**About this task**
Of the lines below, write out exactly those from the line with "it is fixed" through the line with "let client_options = ClientOptions::new()", both included, and skip the rest.

▼

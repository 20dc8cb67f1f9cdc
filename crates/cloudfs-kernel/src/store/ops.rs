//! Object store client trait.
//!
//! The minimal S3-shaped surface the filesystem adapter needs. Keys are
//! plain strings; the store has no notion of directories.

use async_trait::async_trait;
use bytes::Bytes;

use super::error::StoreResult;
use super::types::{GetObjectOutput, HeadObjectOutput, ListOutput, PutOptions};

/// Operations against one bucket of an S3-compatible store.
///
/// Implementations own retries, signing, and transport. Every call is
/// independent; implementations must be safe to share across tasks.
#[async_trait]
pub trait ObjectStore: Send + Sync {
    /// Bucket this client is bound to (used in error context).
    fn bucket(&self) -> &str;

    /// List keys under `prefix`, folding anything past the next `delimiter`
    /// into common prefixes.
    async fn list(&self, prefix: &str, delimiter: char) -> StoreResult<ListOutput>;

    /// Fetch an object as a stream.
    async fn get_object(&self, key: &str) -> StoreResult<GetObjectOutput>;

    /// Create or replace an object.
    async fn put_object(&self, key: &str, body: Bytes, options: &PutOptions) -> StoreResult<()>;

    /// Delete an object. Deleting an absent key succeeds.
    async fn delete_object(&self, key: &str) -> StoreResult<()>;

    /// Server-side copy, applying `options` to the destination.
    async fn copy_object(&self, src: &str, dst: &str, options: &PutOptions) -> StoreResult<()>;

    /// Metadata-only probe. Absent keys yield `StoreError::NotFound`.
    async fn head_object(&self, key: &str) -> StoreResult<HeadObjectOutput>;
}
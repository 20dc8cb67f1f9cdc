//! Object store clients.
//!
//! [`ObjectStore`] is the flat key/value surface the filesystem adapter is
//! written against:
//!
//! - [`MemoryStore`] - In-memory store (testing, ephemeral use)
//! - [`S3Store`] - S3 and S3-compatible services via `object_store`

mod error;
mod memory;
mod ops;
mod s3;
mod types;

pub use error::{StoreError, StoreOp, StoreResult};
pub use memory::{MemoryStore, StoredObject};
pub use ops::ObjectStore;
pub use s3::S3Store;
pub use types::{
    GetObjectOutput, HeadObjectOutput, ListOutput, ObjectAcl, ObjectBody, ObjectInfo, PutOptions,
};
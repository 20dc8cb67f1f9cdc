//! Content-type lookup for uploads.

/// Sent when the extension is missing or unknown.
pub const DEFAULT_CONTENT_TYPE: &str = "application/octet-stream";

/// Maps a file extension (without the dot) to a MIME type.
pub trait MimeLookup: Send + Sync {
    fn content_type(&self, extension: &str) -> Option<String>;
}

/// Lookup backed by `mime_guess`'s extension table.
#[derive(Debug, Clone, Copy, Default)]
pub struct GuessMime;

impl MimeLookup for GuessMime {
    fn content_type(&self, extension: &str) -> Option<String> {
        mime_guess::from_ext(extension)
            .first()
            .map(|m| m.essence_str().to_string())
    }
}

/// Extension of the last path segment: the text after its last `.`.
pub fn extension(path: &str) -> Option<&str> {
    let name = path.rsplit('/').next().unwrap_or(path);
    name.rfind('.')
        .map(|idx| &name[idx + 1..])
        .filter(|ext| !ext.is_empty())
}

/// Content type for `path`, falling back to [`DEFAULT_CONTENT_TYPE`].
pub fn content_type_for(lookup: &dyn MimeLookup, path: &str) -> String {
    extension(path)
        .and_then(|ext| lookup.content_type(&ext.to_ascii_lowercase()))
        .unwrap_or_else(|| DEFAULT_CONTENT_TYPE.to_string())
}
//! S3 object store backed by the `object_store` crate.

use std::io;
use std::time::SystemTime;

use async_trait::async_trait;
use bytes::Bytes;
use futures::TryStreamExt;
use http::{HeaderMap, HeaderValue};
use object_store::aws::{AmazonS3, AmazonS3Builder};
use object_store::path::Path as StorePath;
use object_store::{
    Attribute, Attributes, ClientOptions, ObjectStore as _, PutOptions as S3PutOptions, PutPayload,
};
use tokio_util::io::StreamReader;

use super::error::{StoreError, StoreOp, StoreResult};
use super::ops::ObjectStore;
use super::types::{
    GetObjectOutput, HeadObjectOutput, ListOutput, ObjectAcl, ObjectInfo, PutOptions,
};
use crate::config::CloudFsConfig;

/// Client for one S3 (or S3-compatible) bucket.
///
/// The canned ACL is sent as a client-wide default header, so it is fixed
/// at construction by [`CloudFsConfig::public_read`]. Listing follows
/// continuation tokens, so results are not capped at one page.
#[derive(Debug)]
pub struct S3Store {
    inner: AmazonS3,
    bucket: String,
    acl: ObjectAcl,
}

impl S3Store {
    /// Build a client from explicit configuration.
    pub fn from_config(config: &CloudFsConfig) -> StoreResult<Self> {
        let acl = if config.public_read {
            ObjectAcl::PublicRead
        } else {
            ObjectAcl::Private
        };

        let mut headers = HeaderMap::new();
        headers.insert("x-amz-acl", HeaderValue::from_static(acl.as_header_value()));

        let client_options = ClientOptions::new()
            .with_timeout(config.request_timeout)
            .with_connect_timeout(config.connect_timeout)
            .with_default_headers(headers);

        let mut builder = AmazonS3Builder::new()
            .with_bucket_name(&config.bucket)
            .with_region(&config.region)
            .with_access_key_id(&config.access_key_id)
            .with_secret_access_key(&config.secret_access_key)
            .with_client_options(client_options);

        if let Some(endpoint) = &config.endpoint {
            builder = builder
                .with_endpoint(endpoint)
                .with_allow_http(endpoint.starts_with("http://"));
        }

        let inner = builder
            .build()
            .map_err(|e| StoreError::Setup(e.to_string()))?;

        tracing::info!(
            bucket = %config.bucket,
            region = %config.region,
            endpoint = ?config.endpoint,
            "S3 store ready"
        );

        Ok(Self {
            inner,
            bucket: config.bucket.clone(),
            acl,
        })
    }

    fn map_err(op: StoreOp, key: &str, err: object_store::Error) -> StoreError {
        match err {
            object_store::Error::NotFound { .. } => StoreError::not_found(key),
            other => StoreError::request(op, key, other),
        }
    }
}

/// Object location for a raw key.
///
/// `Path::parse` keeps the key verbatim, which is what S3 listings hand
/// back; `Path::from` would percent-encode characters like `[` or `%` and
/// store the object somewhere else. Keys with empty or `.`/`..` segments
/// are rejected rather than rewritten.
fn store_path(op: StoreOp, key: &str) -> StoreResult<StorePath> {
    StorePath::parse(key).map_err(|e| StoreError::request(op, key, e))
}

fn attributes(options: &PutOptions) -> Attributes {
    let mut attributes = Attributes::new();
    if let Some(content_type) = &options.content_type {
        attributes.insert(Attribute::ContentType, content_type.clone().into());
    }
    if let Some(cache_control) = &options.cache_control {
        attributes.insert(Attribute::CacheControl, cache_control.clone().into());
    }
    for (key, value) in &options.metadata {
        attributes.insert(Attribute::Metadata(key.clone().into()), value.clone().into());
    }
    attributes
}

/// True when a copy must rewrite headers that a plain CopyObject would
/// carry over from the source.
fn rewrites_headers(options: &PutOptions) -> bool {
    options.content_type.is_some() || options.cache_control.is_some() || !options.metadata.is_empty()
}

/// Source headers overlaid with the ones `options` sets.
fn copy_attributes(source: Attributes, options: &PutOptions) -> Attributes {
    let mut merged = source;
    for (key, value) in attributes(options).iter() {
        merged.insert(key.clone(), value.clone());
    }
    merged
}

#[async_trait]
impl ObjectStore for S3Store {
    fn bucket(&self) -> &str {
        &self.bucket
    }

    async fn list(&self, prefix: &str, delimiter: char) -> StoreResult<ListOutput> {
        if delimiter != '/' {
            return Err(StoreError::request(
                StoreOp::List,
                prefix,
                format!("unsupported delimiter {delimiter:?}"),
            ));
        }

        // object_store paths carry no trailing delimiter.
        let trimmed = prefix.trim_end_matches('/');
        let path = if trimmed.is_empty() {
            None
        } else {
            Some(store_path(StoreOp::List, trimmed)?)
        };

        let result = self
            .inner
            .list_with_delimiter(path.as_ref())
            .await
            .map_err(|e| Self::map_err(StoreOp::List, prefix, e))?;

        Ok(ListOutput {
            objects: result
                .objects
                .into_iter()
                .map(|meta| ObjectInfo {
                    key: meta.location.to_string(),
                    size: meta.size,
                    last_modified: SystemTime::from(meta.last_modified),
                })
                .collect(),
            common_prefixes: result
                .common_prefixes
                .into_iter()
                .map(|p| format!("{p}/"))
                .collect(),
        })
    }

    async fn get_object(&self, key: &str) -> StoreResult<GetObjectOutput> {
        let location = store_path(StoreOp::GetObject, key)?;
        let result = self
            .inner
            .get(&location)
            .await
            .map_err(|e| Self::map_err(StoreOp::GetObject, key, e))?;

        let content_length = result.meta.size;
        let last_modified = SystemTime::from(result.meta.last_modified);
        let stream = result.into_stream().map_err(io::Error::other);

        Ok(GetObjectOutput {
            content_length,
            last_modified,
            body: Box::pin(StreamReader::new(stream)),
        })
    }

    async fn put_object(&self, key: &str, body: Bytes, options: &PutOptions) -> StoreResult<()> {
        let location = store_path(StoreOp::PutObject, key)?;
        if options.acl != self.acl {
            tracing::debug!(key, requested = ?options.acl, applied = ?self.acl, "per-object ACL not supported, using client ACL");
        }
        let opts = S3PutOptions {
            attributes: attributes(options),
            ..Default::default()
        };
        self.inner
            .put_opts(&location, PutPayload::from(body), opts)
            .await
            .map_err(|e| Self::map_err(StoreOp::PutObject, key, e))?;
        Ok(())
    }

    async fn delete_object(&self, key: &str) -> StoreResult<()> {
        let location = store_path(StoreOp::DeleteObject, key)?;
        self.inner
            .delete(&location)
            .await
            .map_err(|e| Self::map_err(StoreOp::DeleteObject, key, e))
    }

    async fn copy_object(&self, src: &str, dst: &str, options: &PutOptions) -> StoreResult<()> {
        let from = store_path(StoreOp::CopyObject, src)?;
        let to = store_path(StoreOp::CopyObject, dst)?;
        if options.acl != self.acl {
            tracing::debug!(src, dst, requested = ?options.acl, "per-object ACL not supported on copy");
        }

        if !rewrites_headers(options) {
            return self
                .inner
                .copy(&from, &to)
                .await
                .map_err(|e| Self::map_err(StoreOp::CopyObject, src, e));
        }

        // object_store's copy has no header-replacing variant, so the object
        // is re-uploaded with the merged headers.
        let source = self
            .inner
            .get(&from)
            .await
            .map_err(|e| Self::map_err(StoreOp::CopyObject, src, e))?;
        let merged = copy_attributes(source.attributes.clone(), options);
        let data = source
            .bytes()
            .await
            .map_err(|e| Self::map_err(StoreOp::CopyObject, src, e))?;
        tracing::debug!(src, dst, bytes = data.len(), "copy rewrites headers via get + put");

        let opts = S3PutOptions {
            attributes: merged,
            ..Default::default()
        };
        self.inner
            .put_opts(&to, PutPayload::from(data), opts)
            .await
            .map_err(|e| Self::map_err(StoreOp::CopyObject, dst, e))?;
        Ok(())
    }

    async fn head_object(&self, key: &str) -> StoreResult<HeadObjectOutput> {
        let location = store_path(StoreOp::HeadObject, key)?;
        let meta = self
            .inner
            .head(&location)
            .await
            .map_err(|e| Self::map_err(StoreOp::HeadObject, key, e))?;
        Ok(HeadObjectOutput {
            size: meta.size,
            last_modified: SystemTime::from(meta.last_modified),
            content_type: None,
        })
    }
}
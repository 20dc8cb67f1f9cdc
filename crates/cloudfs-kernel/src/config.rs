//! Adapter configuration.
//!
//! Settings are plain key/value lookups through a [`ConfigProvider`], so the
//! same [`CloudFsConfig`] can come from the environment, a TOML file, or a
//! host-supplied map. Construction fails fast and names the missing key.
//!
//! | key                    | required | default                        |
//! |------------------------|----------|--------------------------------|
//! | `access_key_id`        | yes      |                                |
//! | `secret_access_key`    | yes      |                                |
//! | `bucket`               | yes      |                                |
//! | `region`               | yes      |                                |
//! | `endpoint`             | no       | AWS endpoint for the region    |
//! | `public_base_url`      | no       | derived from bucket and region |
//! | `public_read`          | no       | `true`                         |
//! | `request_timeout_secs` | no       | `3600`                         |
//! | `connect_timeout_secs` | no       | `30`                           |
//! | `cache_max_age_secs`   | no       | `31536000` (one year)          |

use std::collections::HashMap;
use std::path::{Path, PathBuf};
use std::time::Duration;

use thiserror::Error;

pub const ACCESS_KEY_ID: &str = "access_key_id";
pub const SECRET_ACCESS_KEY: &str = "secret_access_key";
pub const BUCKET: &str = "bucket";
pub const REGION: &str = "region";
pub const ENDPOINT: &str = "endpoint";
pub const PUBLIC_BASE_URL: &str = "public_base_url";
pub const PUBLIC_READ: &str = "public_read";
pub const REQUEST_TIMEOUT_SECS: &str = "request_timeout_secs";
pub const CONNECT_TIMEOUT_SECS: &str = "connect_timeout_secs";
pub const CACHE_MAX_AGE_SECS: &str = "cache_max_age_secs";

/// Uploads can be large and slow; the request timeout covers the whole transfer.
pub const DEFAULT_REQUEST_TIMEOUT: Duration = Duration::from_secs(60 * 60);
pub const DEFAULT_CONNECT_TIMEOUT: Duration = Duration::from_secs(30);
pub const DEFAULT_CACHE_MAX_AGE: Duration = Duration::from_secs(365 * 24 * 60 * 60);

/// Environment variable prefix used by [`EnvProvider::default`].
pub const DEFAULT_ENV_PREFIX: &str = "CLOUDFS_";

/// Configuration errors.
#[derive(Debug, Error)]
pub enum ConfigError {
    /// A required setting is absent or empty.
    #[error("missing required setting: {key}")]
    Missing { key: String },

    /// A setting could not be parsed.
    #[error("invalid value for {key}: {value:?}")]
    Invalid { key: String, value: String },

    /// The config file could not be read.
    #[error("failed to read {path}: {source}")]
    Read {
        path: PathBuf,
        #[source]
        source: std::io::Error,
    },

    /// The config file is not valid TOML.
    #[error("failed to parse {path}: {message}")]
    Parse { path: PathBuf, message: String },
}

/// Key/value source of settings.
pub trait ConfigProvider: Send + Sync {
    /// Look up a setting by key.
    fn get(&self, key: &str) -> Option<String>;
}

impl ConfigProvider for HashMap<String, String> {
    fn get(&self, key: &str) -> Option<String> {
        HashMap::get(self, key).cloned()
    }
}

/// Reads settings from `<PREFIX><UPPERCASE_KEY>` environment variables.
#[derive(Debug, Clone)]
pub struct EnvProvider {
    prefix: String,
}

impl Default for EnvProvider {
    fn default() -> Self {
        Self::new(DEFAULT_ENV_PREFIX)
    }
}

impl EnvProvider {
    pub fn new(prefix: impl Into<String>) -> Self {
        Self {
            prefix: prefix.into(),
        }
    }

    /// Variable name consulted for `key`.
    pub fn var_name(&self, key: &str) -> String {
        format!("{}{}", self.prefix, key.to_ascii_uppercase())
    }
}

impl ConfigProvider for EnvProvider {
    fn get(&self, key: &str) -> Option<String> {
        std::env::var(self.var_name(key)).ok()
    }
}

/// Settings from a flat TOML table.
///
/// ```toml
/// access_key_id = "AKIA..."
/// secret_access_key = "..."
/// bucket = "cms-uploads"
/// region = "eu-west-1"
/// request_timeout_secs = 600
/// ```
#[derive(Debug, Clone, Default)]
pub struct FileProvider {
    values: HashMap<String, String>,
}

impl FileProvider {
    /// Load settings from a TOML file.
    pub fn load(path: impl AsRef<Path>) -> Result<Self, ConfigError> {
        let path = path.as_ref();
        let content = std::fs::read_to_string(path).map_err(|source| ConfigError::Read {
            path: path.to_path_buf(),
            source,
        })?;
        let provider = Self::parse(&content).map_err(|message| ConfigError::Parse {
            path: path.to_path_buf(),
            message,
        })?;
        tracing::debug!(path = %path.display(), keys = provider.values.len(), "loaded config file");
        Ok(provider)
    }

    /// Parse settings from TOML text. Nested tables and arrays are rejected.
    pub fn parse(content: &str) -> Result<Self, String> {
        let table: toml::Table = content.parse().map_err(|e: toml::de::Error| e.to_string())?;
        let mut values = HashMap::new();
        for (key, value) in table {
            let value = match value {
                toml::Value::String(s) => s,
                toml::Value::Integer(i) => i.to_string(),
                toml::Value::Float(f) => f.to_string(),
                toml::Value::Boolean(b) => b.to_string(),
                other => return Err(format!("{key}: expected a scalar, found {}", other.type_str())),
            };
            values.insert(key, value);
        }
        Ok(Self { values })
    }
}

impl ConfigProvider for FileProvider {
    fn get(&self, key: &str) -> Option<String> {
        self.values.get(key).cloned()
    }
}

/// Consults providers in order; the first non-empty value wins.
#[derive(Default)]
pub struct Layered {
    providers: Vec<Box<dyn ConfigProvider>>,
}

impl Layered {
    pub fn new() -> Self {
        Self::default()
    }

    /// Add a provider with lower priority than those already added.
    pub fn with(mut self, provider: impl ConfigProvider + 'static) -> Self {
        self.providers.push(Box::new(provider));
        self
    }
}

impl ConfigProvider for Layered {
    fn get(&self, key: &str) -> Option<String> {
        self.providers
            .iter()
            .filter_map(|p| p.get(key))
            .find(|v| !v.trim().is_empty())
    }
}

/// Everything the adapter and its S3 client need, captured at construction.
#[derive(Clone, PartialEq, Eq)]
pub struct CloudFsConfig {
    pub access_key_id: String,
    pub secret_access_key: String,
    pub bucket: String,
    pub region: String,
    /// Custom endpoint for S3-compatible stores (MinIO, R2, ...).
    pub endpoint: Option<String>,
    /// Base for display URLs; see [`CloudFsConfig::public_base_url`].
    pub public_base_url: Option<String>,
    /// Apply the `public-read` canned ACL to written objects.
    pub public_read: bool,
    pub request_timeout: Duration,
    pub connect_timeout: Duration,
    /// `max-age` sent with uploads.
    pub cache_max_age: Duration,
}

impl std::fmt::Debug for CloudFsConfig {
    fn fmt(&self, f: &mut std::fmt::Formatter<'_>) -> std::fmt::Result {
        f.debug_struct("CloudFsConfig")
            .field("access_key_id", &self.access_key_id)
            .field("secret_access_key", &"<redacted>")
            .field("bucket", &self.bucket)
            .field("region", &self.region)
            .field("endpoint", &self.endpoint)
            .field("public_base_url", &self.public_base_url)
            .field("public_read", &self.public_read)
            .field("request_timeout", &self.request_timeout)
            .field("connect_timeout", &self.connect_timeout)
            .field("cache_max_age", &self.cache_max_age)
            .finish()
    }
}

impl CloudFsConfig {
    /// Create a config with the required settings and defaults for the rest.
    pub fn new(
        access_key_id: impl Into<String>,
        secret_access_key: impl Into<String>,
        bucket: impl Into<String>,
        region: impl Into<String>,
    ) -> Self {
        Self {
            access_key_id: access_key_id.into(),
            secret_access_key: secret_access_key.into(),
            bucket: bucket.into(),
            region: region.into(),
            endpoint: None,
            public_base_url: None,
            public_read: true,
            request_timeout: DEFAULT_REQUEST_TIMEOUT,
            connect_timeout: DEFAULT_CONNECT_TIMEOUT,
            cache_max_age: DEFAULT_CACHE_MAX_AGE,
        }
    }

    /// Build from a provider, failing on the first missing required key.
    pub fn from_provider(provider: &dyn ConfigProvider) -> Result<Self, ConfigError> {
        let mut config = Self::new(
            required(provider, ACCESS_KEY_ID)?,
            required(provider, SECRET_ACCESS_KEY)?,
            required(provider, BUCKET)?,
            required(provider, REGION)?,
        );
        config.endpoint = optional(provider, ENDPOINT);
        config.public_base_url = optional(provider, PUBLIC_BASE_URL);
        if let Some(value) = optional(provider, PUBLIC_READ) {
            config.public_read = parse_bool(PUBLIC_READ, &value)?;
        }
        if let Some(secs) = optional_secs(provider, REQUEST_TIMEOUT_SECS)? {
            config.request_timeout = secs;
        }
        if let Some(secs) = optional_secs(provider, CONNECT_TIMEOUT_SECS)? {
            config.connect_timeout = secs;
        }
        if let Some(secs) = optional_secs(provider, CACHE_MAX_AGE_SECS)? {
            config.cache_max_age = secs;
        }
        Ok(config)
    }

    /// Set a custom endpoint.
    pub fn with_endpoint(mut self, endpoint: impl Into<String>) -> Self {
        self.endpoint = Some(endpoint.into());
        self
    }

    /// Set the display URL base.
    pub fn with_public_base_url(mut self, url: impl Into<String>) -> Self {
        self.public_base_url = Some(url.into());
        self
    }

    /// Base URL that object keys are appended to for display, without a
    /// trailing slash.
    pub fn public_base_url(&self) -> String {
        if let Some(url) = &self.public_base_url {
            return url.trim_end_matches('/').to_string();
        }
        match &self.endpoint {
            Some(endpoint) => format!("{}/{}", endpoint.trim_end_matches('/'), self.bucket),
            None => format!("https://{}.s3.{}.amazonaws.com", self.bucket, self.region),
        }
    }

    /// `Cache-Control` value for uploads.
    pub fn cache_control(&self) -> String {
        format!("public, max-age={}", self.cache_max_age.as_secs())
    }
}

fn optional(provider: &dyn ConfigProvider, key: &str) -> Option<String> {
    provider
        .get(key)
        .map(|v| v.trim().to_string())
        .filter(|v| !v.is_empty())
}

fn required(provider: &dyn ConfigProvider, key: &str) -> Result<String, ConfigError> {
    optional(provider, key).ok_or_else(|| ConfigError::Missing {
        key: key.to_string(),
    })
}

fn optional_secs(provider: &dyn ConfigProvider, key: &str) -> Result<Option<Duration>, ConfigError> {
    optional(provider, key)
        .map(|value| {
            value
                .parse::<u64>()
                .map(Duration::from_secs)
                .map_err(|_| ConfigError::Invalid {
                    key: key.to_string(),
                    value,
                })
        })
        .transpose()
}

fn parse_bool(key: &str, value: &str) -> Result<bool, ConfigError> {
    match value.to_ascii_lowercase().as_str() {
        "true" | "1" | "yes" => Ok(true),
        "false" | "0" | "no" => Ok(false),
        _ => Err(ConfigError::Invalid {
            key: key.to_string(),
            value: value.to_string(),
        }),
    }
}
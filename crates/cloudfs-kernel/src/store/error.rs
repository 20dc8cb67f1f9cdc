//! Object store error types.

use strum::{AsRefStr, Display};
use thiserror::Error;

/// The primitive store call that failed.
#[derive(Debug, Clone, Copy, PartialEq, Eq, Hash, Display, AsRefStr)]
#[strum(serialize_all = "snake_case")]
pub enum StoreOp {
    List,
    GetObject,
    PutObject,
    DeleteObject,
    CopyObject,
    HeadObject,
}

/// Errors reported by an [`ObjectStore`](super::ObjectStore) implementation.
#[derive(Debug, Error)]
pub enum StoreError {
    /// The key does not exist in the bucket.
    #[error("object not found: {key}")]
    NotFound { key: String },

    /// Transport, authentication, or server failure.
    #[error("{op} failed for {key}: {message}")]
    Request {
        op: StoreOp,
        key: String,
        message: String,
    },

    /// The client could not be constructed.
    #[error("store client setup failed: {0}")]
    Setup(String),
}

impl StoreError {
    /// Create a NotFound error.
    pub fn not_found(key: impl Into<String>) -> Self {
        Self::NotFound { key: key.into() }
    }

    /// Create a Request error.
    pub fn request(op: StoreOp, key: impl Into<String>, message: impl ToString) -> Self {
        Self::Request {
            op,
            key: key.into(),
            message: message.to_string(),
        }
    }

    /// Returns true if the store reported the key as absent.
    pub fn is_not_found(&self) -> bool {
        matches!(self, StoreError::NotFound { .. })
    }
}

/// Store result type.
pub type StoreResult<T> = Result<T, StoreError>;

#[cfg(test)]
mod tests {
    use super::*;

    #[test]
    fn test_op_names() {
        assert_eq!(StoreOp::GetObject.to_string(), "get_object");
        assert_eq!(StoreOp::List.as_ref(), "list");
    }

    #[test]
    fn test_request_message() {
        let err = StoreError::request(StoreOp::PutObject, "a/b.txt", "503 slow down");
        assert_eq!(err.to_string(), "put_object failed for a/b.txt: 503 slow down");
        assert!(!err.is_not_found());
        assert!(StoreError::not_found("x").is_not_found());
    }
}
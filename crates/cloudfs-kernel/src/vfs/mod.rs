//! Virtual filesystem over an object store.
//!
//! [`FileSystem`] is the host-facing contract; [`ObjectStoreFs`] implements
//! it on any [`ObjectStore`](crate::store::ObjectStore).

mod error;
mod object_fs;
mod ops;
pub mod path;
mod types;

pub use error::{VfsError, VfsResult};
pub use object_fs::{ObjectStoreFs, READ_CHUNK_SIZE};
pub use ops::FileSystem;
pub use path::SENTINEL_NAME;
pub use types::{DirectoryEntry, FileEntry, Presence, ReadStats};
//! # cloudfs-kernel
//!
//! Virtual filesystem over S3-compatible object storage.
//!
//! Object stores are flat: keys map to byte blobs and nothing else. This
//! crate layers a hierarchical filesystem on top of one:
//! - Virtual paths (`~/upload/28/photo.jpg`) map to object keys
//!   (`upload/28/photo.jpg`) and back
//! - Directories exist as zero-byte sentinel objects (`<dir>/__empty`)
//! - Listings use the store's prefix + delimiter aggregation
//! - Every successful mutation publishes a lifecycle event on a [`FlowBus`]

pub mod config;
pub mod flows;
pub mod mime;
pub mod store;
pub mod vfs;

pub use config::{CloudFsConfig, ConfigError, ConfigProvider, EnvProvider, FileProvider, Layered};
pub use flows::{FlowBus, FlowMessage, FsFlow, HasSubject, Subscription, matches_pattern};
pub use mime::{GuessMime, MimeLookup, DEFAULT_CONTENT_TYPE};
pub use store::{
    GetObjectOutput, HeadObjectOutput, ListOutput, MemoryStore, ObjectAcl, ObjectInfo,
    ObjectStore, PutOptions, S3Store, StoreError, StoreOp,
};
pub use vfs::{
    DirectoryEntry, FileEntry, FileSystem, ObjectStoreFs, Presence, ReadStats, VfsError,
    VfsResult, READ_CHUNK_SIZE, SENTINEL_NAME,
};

▲

**Reply**
/// The canned ACL is sent as a client-wide default header, so it is fixed
/// at construction by [`CloudFsConfig::public_read`]. Listing follows
/// continuation tokens, so results are not capped at one page.
#[derive(Debug)]
pub struct S3Store {
    inner: AmazonS3,
    bucket: String,
    acl: ObjectAcl,
}

impl S3Store {
    /// Build a client from explicit configuration.
    pub fn from_config(config: &CloudFsConfig) -> StoreResult<Self> {
        let acl = if config.public_read {
            ObjectAcl::PublicRead
        } else {
            ObjectAcl::Private
        };

        let mut headers = HeaderMap::new();
        headers.insert("x-amz-acl", HeaderValue::from_static(acl.as_header_value()));

        let client_options = ClientOptions::new()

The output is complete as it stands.